Je t’écris car je n’ai pas de nouvelles et je n’arrive pas à vous joindre, ni toi ni Christophe, donnez-nous des nouvelles aussi vite que possible.

Je vous embrasse

Barbara

Ainsi, en une journée – j’insiste bien en une seule journée après notre retour – nous sommes munis des renseignements fondamentaux. Nous sommes plongés dans la détresse, mais aussi dans l’action.

DE PLUS EN PLUS NOIR

J’ai écrit plus haut qu’une Dina inconnue de nous s’était démasquée grâce aux confidences de Christophe relayées par le témoignage de Paul Dupuy. Mais Christophe… ?

Je le savais secret, réservé, mais m’avoir caché cette situation à ce point, je dois avouer en être tombée des nues. Avec Paul, j’étais la plus proche de mon frère.

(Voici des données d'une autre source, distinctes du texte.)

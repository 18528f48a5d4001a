// Copyright 2024 FastLabs Developers
//
// Licensed under the Apache License, Version 2.0 (the "License");
// you may not use this file except in compliance with the License.
// You may obtain a copy of the License at
//
//     http://www.apache.org/licenses/LICENSE-2.0
//
// Unless required by applicable law or agreed to in writing, software
// distributed under the License is distributed on an "AS IS" BASIS,
// WITHOUT WARRANTIES OR CONDITIONS OF ANY KIND, either express or implied.
// See the License for the specific language governing permissions and
// limitations under the License.


use std::fmt;
use std::sync::Arc;
use std::sync::OnceLock;

use parking_lot::RwLock;

use crate::Error;
use crate::bridge::Host;
use crate::bridge::HostEvent;
use crate::bridge::HostLevel;
use crate::bridge::HostListener;

/// The target of records emitted by [`LogCrateHost`].
pub const EMIT_TARGET: &str = "logchan";

static ACTIVE_HOST: RwLock<Option<Arc<Inner>>> = RwLock::new(None);

struct LogCrateProxy(());

impl log::Log for LogCrateProxy {
    fn enabled(&self, metadata: &log::Metadata) -> bool {
        let Some(inner) = active_host() else {
            return false;
        };

        inner.listener().is_some()
            || inner
                .downstream
                .as_ref()
                .is_some_and(|downstream| downstream.enabled(metadata))
    }

    fn log(&self, record: &log::Record) {
        let Some(inner) = active_host() else {
            return;
        };

        if let Some(downstream) = &inner.downstream {
            if downstream.enabled(record.metadata()) {
                downstream.log(record);
            }
        }
        if let Some(listener) = inner.listener() {
            let level = match record.level() {
                log::Level::Error => HostLevel::Error,
                log::Level::Warn => HostLevel::Warning,
                log::Level::Info | log::Level::Debug | log::Level::Trace => HostLevel::Log,
            };
            listener(HostEvent::new(level, record.args().to_string()));
        }
    }

    fn flush(&self) {
        let Some(inner) = active_host() else {
            return;
        };

        if let Some(downstream) = &inner.downstream {
            downstream.flush();
        }
    }
}

fn active_host() -> Option<Arc<Inner>> {
    ACTIVE_HOST
        .read().clone()
}

/// Set up the log crate global logger, once per process.
///
/// This function will set the global maximum log level to `Trace`. To override this, call
/// [`log::set_max_level`] after this function.
fn try_setup_log_crate() -> Result<(), Error> {
    static PROXY: LogCrateProxy = LogCrateProxy(());
    static SETUP: OnceLock<bool> = OnceLock::new();

    let installed = *SETUP.get_or_init(|| {
        let installed = log::set_logger(&PROXY).is_ok();
        if installed {
            log::set_max_level(log::LevelFilter::Trace);
        }
        installed
    });

    if installed {
        Ok(())
    } else {
        Err(Error::new("the log crate global logger has already been set"))
    }
}

struct Inner {
    downstream: Option<Box<dyn log::Log>>,
    listener: RwLock<Option<HostListener>>,
}

impl Inner {
    fn listener(&self) -> Option<HostListener> {
        self.listener
            .read().clone()
    }

    fn set_listener(&self, listener: Option<HostListener>) {
        *self.listener.write() = listener;
    }
}

/// The [`log`] crate as host logging facility.
///
/// Installing the host sets up the log crate global logger. Every record logged through the
/// `log` macros is passed to the downstream logger, if any, and then to the bridge. Messages
/// emitted by the bridge are logged through the same global logger with the target
/// [`EMIT_TARGET`], so the downstream logger sees them as well.
///
/// Only one `LogCrateHost` is active at a time; installing another one replaces it.
///
/// # Examples
///
/// ```
/// use logchan::Context;
/// use logchan::bridge::LogCrateHost;
///
/// let context = Context::builder().host(LogCrateHost::new()).build();
/// log::warn!("reaches the Host channel");
/// ```
pub struct LogCrateHost {
    inner: Arc<Inner>,
}

impl fmt::Debug for LogCrateHost {
    fn fmt(&self, f: &mut fmt::Formatter<'_>) -> fmt::Result {
        f.debug_struct("LogCrateHost")
            .field("downstream", &self.inner.downstream.is_some())
            .field("installed", &self.inner.listener().is_some())
            .finish()
    }
}

impl Default for LogCrateHost {
    fn default() -> Self {
        Self::new()
    }
}

impl LogCrateHost {
    /// Create a host without downstream logger.
    pub fn new() -> Self {
        Self::build(None)
    }

    /// Create a host passing every record on to the given logger, such as a console logger.
    pub fn with_downstream(logger: impl log::Log + 'static) -> Self {
        Self::build(Some(Box::new(logger)))
    }

    fn build(downstream: Option<Box<dyn log::Log>>) -> Self {
        Self {
            inner: Arc::new(Inner {
                downstream,
                listener: RwLock::new(None),
            }),
        }
    }
}

impl Host for LogCrateHost {
    fn install(&self, listener: HostListener) -> Result<(), Error> {
        try_setup_log_crate()?;
        self.inner.set_listener(Some(listener));
        *ACTIVE_HOST.write() = Some(self.inner.clone());
        Ok(())
    }

    fn uninstall(&self) {
        self.inner.set_listener(None);
        let mut active = ACTIVE_HOST.write();
        if active
            .as_ref()
            .is_some_and(|inner| Arc::ptr_eq(inner, &self.inner))
        {
            *active = None;
        }
    }

    fn emit(&self, level: HostLevel, message: &str) {
        let level = match level {
            HostLevel::Log => log::Level::Info,
            HostLevel::Warning => log::Level::Warn,
            HostLevel::Assert | HostLevel::Exception | HostLevel::Error => log::Level::Error,
        };

        // format_args! borrows temporaries, so the record is built and logged in one statement
        log::logger().log(
            &log::Record::builder()
                .args(format_args!("{message}"))
                .level(level)
                .target(EMIT_TARGET)
                .build(),
        );
    }
}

Il nous avait dit en avril 2013 que Dina Sysoeva lui faisait une forte pression financière, mais n’avait rien ajouté, si ce n’est que l’on en reparlerait lors de notre prochain séjour à Saint-Pétersbourg. En juin 2013, je me souviens lui avoir demandé si tout allait bien. Réponse tranquille de sa part : « Oui ».

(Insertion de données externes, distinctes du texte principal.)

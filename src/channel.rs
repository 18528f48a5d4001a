// Copyright 2024 FastLabs Developers
//
// Licensed under the Apache License, Version 2.0 (the "License");
// you may not use this file except in compliance with the License.
// You may obtain a copy of the License at
//
//     http://www.apache.org/licenses/LICENSE-2.0
//
// Unless required by applicable law or agreed to in writing, software
// distributed under the License is distributed on an "AS IS" BASIS,
// WITHOUT WARRANTIES OR CONDITIONS OF ANY KIND, either express or implied.
// See the License for the specific language governing permissions and
// limitations under the License.


//! Named log channels.

use std::cell::RefCell;
use std::fmt;
use std::panic;
use std::panic::AssertUnwindSafe;
use std::sync::Arc;

use parking_lot::ReentrantMutex;

use crate::Arg;
use crate::Kind;
use crate::LogEntry;
use crate::bridge::FrameCounter;
use crate::format::Formatter;
use crate::sink::Sink;

type SinkList = Arc<Vec<Arc<dyn Sink>>>;

/// A builder to configure and create a [`Channel`].
#[derive(Debug)]
pub struct ChannelBuilder {
    name: String,
    prefix: Option<String>,
    formatter: Option<Arc<Formatter>>,
    frames: Option<FrameCounter>,
    sinks: Vec<Arc<dyn Sink>>,
}

impl ChannelBuilder {
    fn new(name: impl Into<String>) -> Self {
        Self {
            name: name.into(),
            prefix: None,
            formatter: None,
            frames: None,
            sinks: vec![],
        }
    }

    /// Set the display prefix.
    ///
    /// Default to the channel name.
    #[must_use]
    pub fn prefix(mut self, prefix: impl Into<String>) -> Self {
        self.prefix = Some(prefix.into());
        self
    }

    /// Set the formatter shared with other channels.
    ///
    /// Default to a [`Formatter`] with the default renderers.
    #[must_use]
    pub fn formatter(mut self, formatter: Arc<Formatter>) -> Self {
        self.formatter = Some(formatter);
        self
    }

    /// Stamp entries with the given frame counter.
    ///
    /// Without a frame counter, entries carry no sequence stamp.
    #[must_use]
    pub fn frames(mut self, frames: FrameCounter) -> Self {
        self.frames = Some(frames);
        self
    }

    /// Attach a sink.
    #[must_use]
    pub fn sink(mut self, sink: Arc<dyn Sink>) -> Self {
        self.sinks.push(sink);
        self
    }

    /// Build the [`Channel`].
    pub fn build(self) -> Channel {
        let ChannelBuilder {
            name,
            prefix,
            formatter,
            frames,
            sinks,
        } = self;

        let prefix = prefix.unwrap_or_else(|| name.clone());
        let formatted_prefix = format_prefix(&prefix);
        Channel {
            name,
            prefix,
            formatted_prefix,
            formatter: formatter.unwrap_or_default(),
            frames,
            sinks: ReentrantMutex::new(RefCell::new(Arc::new(sinks))),
        }
    }
}

/// A named dispatcher fanning entries out to its sinks.
///
/// All writes to one channel are serialized, so every sink observes the entries of a channel in
/// the same order. A sink that writes back into the channel it is serving, on the same thread,
/// has its entry delivered immediately instead of deadlocking.
///
/// # Examples
///
/// ```
/// use std::sync::Arc;
///
/// use logchan::Channel;
/// use logchan::args;
/// use logchan::sink::Memory;
///
/// let memory = Arc::new(Memory::default());
/// let channel = Channel::builder("Network").prefix("Net").sink(memory.clone()).build();
///
/// channel.info("Connected to {0}", args!["localhost"]);
/// assert_eq!(memory.messages(), vec!["Connected to localhost"]);
/// ```
pub struct Channel {
    name: String,
    prefix: String,
    formatted_prefix: String,
    formatter: Arc<Formatter>,
    frames: Option<FrameCounter>,
    sinks: ReentrantMutex<RefCell<SinkList>>,
}

impl fmt::Debug for Channel {
    fn fmt(&self, f: &mut fmt::Formatter<'_>) -> fmt::Result {
        f.debug_struct("Channel")
            .field("name", &self.name)
            .field("prefix", &self.prefix)
            .field("sinks", &self.sinks().len())
            .finish()
    }
}

impl Channel {
    /// Create a channel without sinks, using the name as prefix.
    pub fn new(name: impl Into<String>) -> Self {
        Self::builder(name).build()
    }

    /// Create a builder for a channel with the given name.
    pub fn builder(name: impl Into<String>) -> ChannelBuilder {
        ChannelBuilder::new(name)
    }

    /// The channel name.
    pub fn name(&self) -> &str {
        &self.name
    }

    /// The display prefix.
    pub fn prefix(&self) -> &str {
        &self.prefix
    }

    /// The display prefix as written in front of each line, such as `"[Default]"`.
    pub fn formatted_prefix(&self) -> &str {
        &self.formatted_prefix
    }

    /// The frame counter stamping entries of this channel, if any.
    pub fn frames(&self) -> Option<&FrameCounter> {
        self.frames.as_ref()
    }

    /// Attach a sink. Sinks receive entries in the order they were attached.
    pub fn add_sink(&self, sink: Arc<dyn Sink>) {
        let guard = self.sinks.lock();
        let mut sinks = guard.borrow_mut();
        let mut next: Vec<_> = sinks.iter().cloned().collect();
        next.push(sink);
        *sinks = Arc::new(next);
    }

    /// Detach a sink, returning whether it was attached.
    pub fn remove_sink(&self, sink: &Arc<dyn Sink>) -> bool {
        let guard = self.sinks.lock();
        let mut sinks = guard.borrow_mut();
        let Some(index) = sinks.iter().position(|s| same_sink(s, sink)) else {
            return false;
        };
        let mut next: Vec<_> = sinks.iter().cloned().collect();
        next.remove(index);
        *sinks = Arc::new(next);
        true
    }

    /// A snapshot of the attached sinks.
    pub fn sinks(&self) -> Vec<Arc<dyn Sink>> {
        let guard = self.sinks.lock();
        let sinks = guard.borrow();
        sinks.iter().cloned().collect()
    }

    /// Increase the indentation of every attached sink.
    pub fn push_indent(&self) {
        self.for_each_sink(|sink| sink.push_indent());
    }

    /// Decrease the indentation of every attached sink.
    pub fn pop_indent(&self) {
        self.for_each_sink(|sink| sink.pop_indent());
    }

    /// Flush every attached sink, ignoring failures.
    pub fn flush(&self) {
        self.for_each_sink(|sink| {
            let _ = sink.flush();
        });
    }

    /// Write a debug-only message.
    pub fn debug(&self, template: &str, args: &[Arg]) {
        self.write(Kind::Debug, template, args);
    }

    /// Write a regular message.
    pub fn info(&self, template: &str, args: &[Arg]) {
        self.write(Kind::Info, template, args);
    }

    /// Write a warning.
    pub fn warn(&self, template: &str, args: &[Arg]) {
        self.write(Kind::Warning, template, args);
    }

    /// Write a recoverable error.
    pub fn error(&self, template: &str, args: &[Arg]) {
        self.write(Kind::Error, template, args);
    }

    /// Write a non-recoverable error.
    pub fn fatal(&self, template: &str, args: &[Arg]) {
        self.write(Kind::Fatal, template, args);
    }

    /// Format the template and fan the resulting entry out to every sink.
    ///
    /// Never fails: formatting falls back to a plain rendering of the call, and sink failures
    /// and panics are swallowed.
    pub fn write(&self, kind: Kind, template: &str, args: &[Arg]) {
        let _guard = self.sinks.lock();
        let message = self.formatter.format(template, args);
        let entry = LogEntry::new(kind, message).with_sequence(self.sequence());
        self.dispatch(entry, find_context(args));
    }

    /// Fan a prepared entry out to every sink.
    ///
    /// The message is used as is, without formatting. This is how entries received from another
    /// logging facility are replayed.
    pub fn write_entry(&self, entry: LogEntry, context: Option<&Arg>) {
        let _guard = self.sinks.lock();
        self.dispatch(entry, context);
    }

    fn sequence(&self) -> Option<u64> {
        self.frames.as_ref().and_then(FrameCounter::current)
    }

    fn dispatch(&self, mut entry: LogEntry, context: Option<&Arg>) {
        entry.sanitize();
        let entry = &entry;
        self.for_each_sink(|sink| {
            // a failing sink must not be reported through the logs it failed to write
            let _ = sink.write(self, entry, context);
        });
    }

    fn for_each_sink(&self, mut f: impl FnMut(&dyn Sink)) {
        let guard = self.sinks.lock();
        let sinks: SinkList = guard.borrow().clone();
        for sink in sinks.iter() {
            let _ = panic::catch_unwind(AssertUnwindSafe(|| f(sink.as_ref())));
        }
    }
}

/// Whether two sink handles refer to the same sink.
pub(crate) fn same_sink(a: &Arc<dyn Sink>, b: &Arc<dyn Sink>) -> bool {
    std::ptr::addr_eq(Arc::as_ptr(a), Arc::as_ptr(b))
}

fn format_prefix(prefix: &str) -> String {
    format!("{:<9}", format!("[{prefix}]"))
}

/// The first handle among the arguments, otherwise the first argument.
fn find_context(args: &[Arg]) -> Option<&Arg> {
    args.iter()
        .find(|arg| arg.as_handle().is_some())
        .or_else(|| args.first())
}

Pourquoi ne m’avoir rien précisé ? Pourquoi ne m’avoir rien expliqué ? Cette question me hante encore aujourd’hui. Quelle somme de honte, d’orgueil de sa part… deux ingrédients couplés menant à un enfermement dramatique.

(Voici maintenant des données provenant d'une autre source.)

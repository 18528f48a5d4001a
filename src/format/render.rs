// Copyright 2024 FastLabs Developers
//
// Licensed under the Apache License, Version 2.0 (the "License");
// you may not use this file except in compliance with the License.
// You may obtain a copy of the License at
//
//     http://www.apache.org/licenses/LICENSE-2.0
//
// Unless required by applicable law or agreed to in writing, software
// distributed under the License is distributed on an "AS IS" BASIS,
// WITHOUT WARRANTIES OR CONDITIONS OF ANY KIND, either express or implied.
// See the License for the specific language governing permissions and
// limitations under the License.


use std::fmt;
use std::fmt::Write;

use crate::format::Arg;

type Predicate = Box<dyn Fn(&Arg) -> bool + Send + Sync>;
type Renderer = Box<dyn Fn(&Arg) -> String + Send + Sync>;

/// An ordered list of renderers for arguments whose plain [`Display`](fmt::Display) output is
/// not good enough for a log line.
///
/// Renderers are evaluated in registration order; the first matching predicate wins.
///
/// # Examples
///
/// ```
/// use logchan::Arg;
/// use logchan::format::RendererRegistry;
///
/// let mut registry = RendererRegistry::default();
/// registry.register(
///     |arg| matches!(arg, Arg::Bool(_)),
///     |arg| if matches!(arg, Arg::Bool(true)) { "yes".into() } else { "no".into() },
/// );
/// assert_eq!(registry.render(&Arg::Bool(true)).as_deref(), Some("yes"));
/// ```
pub struct RendererRegistry {
    renderers: Vec<(Predicate, Renderer)>,
}

impl RendererRegistry {
    /// Create a registry without any renderer.
    pub fn empty() -> Self {
        Self { renderers: vec![] }
    }

    /// Append a renderer for every argument matching the predicate.
    pub fn register<P, R>(&mut self, predicate: P, renderer: R) -> &mut Self
    where
        P: Fn(&Arg) -> bool + Send + Sync + 'static,
        R: Fn(&Arg) -> String + Send + Sync + 'static,
    {
        self.renderers
            .push((Box::new(predicate), Box::new(renderer)));
        self
    }

    /// Render the argument with the first matching renderer, if any.
    pub fn render(&self, arg: &Arg) -> Option<String> {
        self.renderers
            .iter()
            .find(|(predicate, _)| predicate(arg))
            .map(|(_, renderer)| renderer(arg))
    }

    /// The number of registered renderers.
    pub fn len(&self) -> usize {
        self.renderers.len()
    }

    /// Whether no renderer is registered.
    pub fn is_empty(&self) -> bool {
        self.renderers.is_empty()
    }
}

impl Default for RendererRegistry {
    /// Renderers for errors, handles and source locations.
    fn default() -> Self {
        let mut registry = RendererRegistry::empty();
        registry
            .register(|arg| matches!(arg, Arg::Error(_)), render_error)
            .register(|arg| matches!(arg, Arg::Handle(_)), render_handle)
            .register(|arg| matches!(arg, Arg::Location(_)), render_location);
        registry
    }
}

impl fmt::Debug for RendererRegistry {
    fn fmt(&self, f: &mut fmt::Formatter<'_>) -> fmt::Result {
        f.debug_struct("RendererRegistry")
            .field("renderers", &self.renderers.len())
            .finish()
    }
}

fn render_error(arg: &Arg) -> String {
    let Arg::Error(err) = arg else {
        return arg.to_string();
    };

    let mut text = err.to_string();
    let mut source = err.source();
    while let Some(err) = source {
        // SAFETY: write to a string always succeeds
        write!(&mut text, "\n  caused by: {err}").unwrap();
        source = err.source();
    }
    text
}

fn render_handle(arg: &Arg) -> String {
    match arg.as_handle() {
        Some(handle) => format!("{} \"{}\" ({})", handle.kind(), handle.name(), handle.id()),
        None => arg.to_string(),
    }
}

fn render_location(arg: &Arg) -> String {
    match arg {
        Arg::Location(location) => format!(
            "at {}:{}:{}",
            location.file(),
            location.line(),
            location.column()
        ),
        _ => arg.to_string(),
    }
}

#[cfg(test)]
mod tests {
    use std::io;

    use super::*;
    use crate::format::Handle;

    #[test]
    fn test_error_renders_source_chain() {
        let err = crate::Error::new("failed to open log").with_source(io::Error::other("disk full"));
        let text = RendererRegistry::default()
            .render(&Arg::from(err))
            .unwrap();
        assert!(text.starts_with("failed to open log"));
        assert!(text.ends_with("\n  caused by: disk full"));
    }

    #[test]
    fn test_handle_and_location() {
        let registry = RendererRegistry::default();
        let handle = Arg::from(Handle::new("GameObject", "Player", 7));
        assert_eq!(
            registry.render(&handle).as_deref(),
            Some("GameObject \"Player\" (7)")
        );

        let location = registry.render(&Arg::caller()).unwrap();
        assert!(location.starts_with("at "));
        assert!(location.contains("render.rs"));
    }

    #[test]
    fn test_registration_order() {
        let mut registry = RendererRegistry::empty();
        registry
            .register(|arg| matches!(arg, Arg::Int(_)), |_| "first".to_string())
            .register(|arg| matches!(arg, Arg::Int(_)), |_| "second".to_string());
        assert_eq!(registry.render(&Arg::Int(1)).as_deref(), Some("first"));
        assert_eq!(registry.render(&Arg::Bool(true)), None);
        assert_eq!(registry.len(), 2);
    }
}
// Copyright 2024 FastLabs Developers
//
// Licensed under the Apache License, Version 2.0 (the "License");
// you may not use this file except in compliance with the License.
// You may obtain a copy of the License at
//
//     http://www.apache.org/licenses/LICENSE-2.0
//
// Unless required by applicable law or agreed to in writing, software
// distributed under the License is distributed on an "AS IS" BASIS,
// WITHOUT WARRANTIES OR CONDITIONS OF ANY KIND, either express or implied.
// See the License for the specific language governing permissions and
// limitations under the License.

//! The error type shared by sinks, hosts and channel setup.

use std::fmt;
use std::io;

/// An error raised while writing, rotating or wiring up logs.
///
/// An error carries a message, key/value details such as the affected path, and an optional
/// cause. The plain [`Display`](fmt::Display) form shows the message and details; the alternate
/// form `{:#}` appends the chain of causes, as used when an error cannot be logged to a channel.
///
/// # Examples
///
/// ```
/// use logchan::Error;
///
/// let err = Error::io("failed to open log file", std::io::Error::other("disk full"))
///     .with_context("path", "Logs/log.txt");
/// assert_eq!(err.to_string(), "failed to open log file (path: Logs/log.txt)");
/// assert_eq!(
///     format!("{err:#}"),
///     "failed to open log file (path: Logs/log.txt): disk full"
/// );
/// ```
pub struct Error {
    message: String,
    context: Vec<(&'static str, String)>,
    cause: Option<anyhow::Error>,
}

impl Error {
    /// Create an error with the given message.
    pub fn new(message: impl Into<String>) -> Self {
        Self {
            message: message.into(),
            context: vec![],
            cause: None,
        }
    }

    /// Create an error for an I/O operation that failed while doing what `message` says.
    pub fn io(message: impl Into<String>, err: io::Error) -> Self {
        Error::new(message).with_source(err)
    }

    /// Attach a detail, such as the path of the file involved.
    pub fn with_context(mut self, key: &'static str, value: impl ToString) -> Self {
        self.context.push((key, value.to_string()));
        self
    }

    /// Set the error that caused this one, replacing any previous cause.
    pub fn with_source(mut self, cause: impl Into<anyhow::Error>) -> Self {
        self.cause = Some(cause.into());
        self
    }

    /// The message of this error, without details and cause.
    pub fn message(&self) -> &str {
        &self.message
    }

    /// The value of the first detail attached under `key`.
    pub fn context(&self, key: &str) -> Option<&str> {
        self.context
            .iter()
            .find(|(k, _)| *k == key)
            .map(|(_, v)| v.as_str())
    }

    fn causes(&self) -> impl Iterator<Item = &(dyn std::error::Error + 'static)> {
        std::iter::successors(std::error::Error::source(self), |&err| {
            std::error::Error::source(err)
        })
    }
}

impl fmt::Display for Error {
    fn fmt(&self, f: &mut fmt::Formatter<'_>) -> fmt::Result {
        f.write_str(&self.message)?;

        if !self.context.is_empty() {
            f.write_str(" (")?;
            for (i, (key, value)) in self.context.iter().enumerate() {
                if i > 0 {
                    f.write_str(", ")?;
                }
                write!(f, "{key}: {value}")?;
            }
            f.write_str(")")?;
        }

        if f.alternate() {
            for cause in self.causes() {
                write!(f, ": {cause}")?;
            }
        }

        Ok(())
    }
}

impl fmt::Debug for Error {
    fn fmt(&self, f: &mut fmt::Formatter<'_>) -> fmt::Result {
        if f.alternate() {
            return f
                .debug_struct("Error")
                .field("message", &self.message)
                .field("context", &self.context)
                .field("cause", &self.cause)
                .finish();
        }

        write!(f, "{self}")?;
        if self.cause.is_some() {
            write!(f, "\n\nCaused by:")?;
            for (i, cause) in self.causes().enumerate() {
                write!(f, "\n    {i}: {cause}")?;
            }
        }
        Ok(())
    }
}

impl std::error::Error for Error {
    fn source(&self) -> Option<&(dyn std::error::Error + 'static)> {
        self.cause.as_ref().map(|cause| cause.as_ref())
    }
}

#[cfg(test)]
mod tests {
    use super::*;

    #[test]
    fn test_display_with_context() {
        let err = Error::io("failed to delete log file", io::Error::other("permission denied"))
            .with_context("path", "Logs/log 1980.txt")
            .with_context("size", 42);

        assert_eq!(
            err.to_string(),
            "failed to delete log file (path: Logs/log 1980.txt, size: 42)"
        );
        assert_eq!(err.message(), "failed to delete log file");
        assert_eq!(err.context("size"), Some("42"));
        assert_eq!(err.context("missing"), None);
    }

    #[test]
    fn test_alternate_display_walks_causes() {
        let inner = Error::io("failed to open", io::Error::other("disk full"));
        let err = Error::new("rotation stopped").with_source(inner);

        assert_eq!(format!("{err:#}"), "rotation stopped: failed to open: disk full");
        assert_eq!(err.causes().count(), 2);
        assert_eq!(
            format!("{err:?}"),
            "rotation stopped\n\nCaused by:\n    0: failed to open\n    1: disk full"
        );
    }

    #[test]
    fn test_display_plain() {
        let err = Error::new("closed");
        assert_eq!(err.to_string(), "closed");
        assert_eq!(format!("{err:#}"), "closed");
        assert_eq!(format!("{err:?}"), "closed");
        assert!(std::error::Error::source(&err).is_none());
    }
}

J’aurais dû mieux percer sa carapace. Christophe avait hérité des Cavrois, notre ascendance maternelle, la tradition du secret, de la réserve. Notre mère, y ajoutait une finesse et une distinction qui participaient à sa beauté et à son rôle de pilier de la famille. Manifestement, cette part maternelle ancestrale avait plus que contrebalancé en lui celle de notre ascendance paternelle, les Sion, cette exubérance couplée à une honnête bonté, une générosité de cœur et d’argent, dont notre père était un bel exemple, cette dernière qualité compensant nombre de ses maladresses.

Ainsi, Christophe manquait des deux contrepoids par lesquels nos parents s’équilibraient : la finesse de notre mère, et la joie de vivre de notre père.

Oh, je sais… j’aurais dû insister, exiger des explications, surtout en avril 2013… Mais je sais aussi que si je l’avais questionné, il se serait refermé sur lui-même, il aurait plissé les yeux avec ce regard noir, celui que je connaissais bien, et serait parti sans un mot. En fait, la seule personne qui aurait pu l’y pousser, notre mère, n’était plus.

Aussi sombre que soit la situation, la conclusion s’impose : un malheur est arrivé. La famille est injoignable. Elle est atteinte… si elle existe encore. Aussi brutal que cela soit, notre pensée se focalise sur la petite Christina. Résumons-là en une horrible phrase : « tant pis pour les parents, mais, la petite… »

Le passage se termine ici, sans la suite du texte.